Records:
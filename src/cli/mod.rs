use std::path::PathBuf;

use clap::{Parser, Subcommand, ValueEnum};

pub mod commands;
pub mod output;

#[derive(Parser)]
#[command(
    name = "archgraph",
    version,
    about = "Dependency and access queries over an imported Java class batch"
)]
pub struct Cli {
    #[command(subcommand)]
    pub command: Commands,

    /// JSON import batch written by a bytecode importer
    #[arg(long, global = true, default_value = "archgraph-batch.json")]
    pub batch: PathBuf,

    /// Output format
    #[arg(long, global = true, default_value = "text")]
    pub format: OutputFormat,

    /// Path to config file (default: .archgraph/config.toml or archgraph.toml)
    #[arg(long, global = true)]
    pub config: Option<PathBuf>,
}

#[derive(Subcommand)]
pub enum Commands {
    /// Overview statistics of the imported classes
    Summary,

    /// Class-level dependency analysis
    Deps {
        /// Fully qualified class name
        class: String,
        /// Follow dependencies transitively
        #[arg(long)]
        transitive: bool,
        /// Direction: in, out, or both
        #[arg(long, default_value = "out")]
        direction: String,
    },

    /// Accesses, calls and references resolving to a member
    Accessors {
        /// Member full name, e.g. `com.example.Foo.bar(int)` or `com.example.Foo.count`
        member: String,
    },

    /// Detect dependency cycles between imported classes
    Cycles,

    /// List imported classes in packages matching a pattern such as `..service..`
    Packages {
        pattern: String,
    },

    /// Annotations declared on a class, its members and parameters
    Annotations {
        /// Fully qualified class name
        class: String,
    },
}

#[derive(Clone, ValueEnum)]
pub enum OutputFormat {
    Text,
    Json,
    Compact,
}
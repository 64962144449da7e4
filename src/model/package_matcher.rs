use regex::Regex;

use crate::error::{ModelError, Result};

use super::classes::JavaClasses;
use super::ClassId;

/// Matches package names against patterns such as `..service..`,
/// `com.example.*.api` or `com.(*)..`.
///
/// - `..` stands for any number of packages, including none
/// - `*` stands for one package segment (or part of one)
/// - `( )` capture the enclosed part of the package name
/// - `[a|b]` matches either alternative
#[derive(Debug, Clone)]
pub struct PackageMatcher {
    pattern: String,
    regex: Regex,
}

impl PackageMatcher {
    pub fn new(pattern: &str) -> Result<Self> {
        let invalid = |reason: &str| ModelError::InvalidPackagePattern {
            pattern: pattern.to_string(),
            reason: reason.to_string(),
        };
        if pattern.contains("...") {
            return Err(invalid("more than two consecutive dots"));
        }
        if pattern.matches('(').count() != pattern.matches(')').count() {
            return Err(invalid("unbalanced capture group"));
        }

        let regex = format!("^{}$", to_regex(pattern));
        let regex = Regex::new(&regex).map_err(|err| invalid(&err.to_string()))?;
        Ok(PackageMatcher {
            pattern: pattern.to_string(),
            regex,
        })
    }

    pub fn pattern(&self) -> &str {
        &self.pattern
    }

    pub fn matches(&self, package_name: &str) -> bool {
        self.regex.is_match(package_name)
    }

    /// Captured groups, or `None` if the package does not match.
    pub fn capture_groups(&self, package_name: &str) -> Option<Vec<String>> {
        let captures = self.regex.captures(package_name)?;
        Some(
            captures
                .iter()
                .skip(1)
                .map(|group| group.map(|m| m.as_str().to_string()).unwrap_or_default())
                .collect(),
        )
    }
}

fn to_regex(pattern: &str) -> String {
    if pattern == ".." {
        return ".*".to_string();
    }
    let segments: Vec<&str> = pattern.split("..").collect();
    let last = segments.len() - 1;
    let mut regex = String::new();
    for (i, segment) in segments.iter().enumerate() {
        if i > 0 {
            let leading = i == 1 && segments[0].is_empty();
            let trailing = i == last && segment.is_empty();
            regex.push_str(match (leading, trailing) {
                (true, _) => r"(?:.*\.)?",
                (false, true) => r"(?:\..*)?",
                (false, false) => r"(?:\.|\..*\.)",
            });
        }
        regex.push_str(&segment_to_regex(segment));
    }
    regex
}

fn segment_to_regex(segment: &str) -> String {
    let mut regex = String::new();
    let mut in_alternation = false;
    for c in segment.chars() {
        match c {
            '*' => regex.push_str(r"[\w$]*"),
            '.' => regex.push_str(r"\."),
            '(' | ')' => regex.push(c),
            '[' => {
                in_alternation = true;
                regex.push_str("(?:");
            }
            ']' if in_alternation => {
                in_alternation = false;
                regex.push(')');
            }
            '|' if in_alternation => regex.push('|'),
            other => regex.push_str(&regex::escape(&other.to_string())),
        }
    }
    regex
}

impl JavaClasses {
    /// Imported classes whose package matches any of the patterns.
    pub fn classes_in_packages(&self, patterns: &[&str]) -> Result<Vec<ClassId>> {
        let matchers = patterns
            .iter()
            .map(|pattern| PackageMatcher::new(pattern))
            .collect::<Result<Vec<_>>>()?;
        Ok(self
            .iter()
            .filter(|class| matchers.iter().any(|m| m.matches(&class.package_name)))
            .map(|class| class.id)
            .collect())
    }
}

#[cfg(test)]
mod tests {
    use super::*;

    #[test]
    fn test_leading_and_trailing_dots() {
        let matcher = PackageMatcher::new("..service..").unwrap();
        assert!(matcher.matches("service"));
        assert!(matcher.matches("com.example.service"));
        assert!(matcher.matches("com.example.service.impl"));
        assert!(!matcher.matches("com.example.services"));
        assert!(!matcher.matches("com.example.myservice.impl"));
    }

    #[test]
    fn test_dots_in_the_middle() {
        let matcher = PackageMatcher::new("com..api").unwrap();
        assert!(matcher.matches("com.api"));
        assert!(matcher.matches("com.example.billing.api"));
        assert!(!matcher.matches("com.example.apis"));
        assert!(!matcher.matches("org.example.api"));
    }

    #[test]
    fn test_star_matches_single_segment() {
        let matcher = PackageMatcher::new("com.*.api").unwrap();
        assert!(matcher.matches("com.billing.api"));
        assert!(!matcher.matches("com.billing.core.api"));
    }

    #[test]
    fn test_capture_groups() {
        let matcher = PackageMatcher::new("com.(*)..").unwrap();
        assert_eq!(
            matcher.capture_groups("com.billing.api"),
            Some(vec!["billing".to_string()])
        );
        assert_eq!(matcher.capture_groups("org.billing"), None);
    }

    #[test]
    fn test_alternation() {
        let matcher = PackageMatcher::new("..[web|rest]..").unwrap();
        assert!(matcher.matches("com.example.web"));
        assert!(matcher.matches("com.example.rest.v1"));
        assert!(!matcher.matches("com.example.grpc"));
    }

    #[test]
    fn test_invalid_patterns() {
        assert!(matches!(
            PackageMatcher::new("com...api"),
            Err(ModelError::InvalidPackagePattern { .. })
        ));
        assert!(PackageMatcher::new("com.(*").is_err());
    }

    #[test]
    fn test_everything() {
        let matcher = PackageMatcher::new("..").unwrap();
        assert!(matcher.matches(""));
        assert!(matcher.matches("a.b.c"));
    }
}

Exercise directions:
The answer must be every line of the entries that includes the word "bool".

Your solution:
        transitive: bool,
    pub fn matches(&self, package_name: &str) -> bool {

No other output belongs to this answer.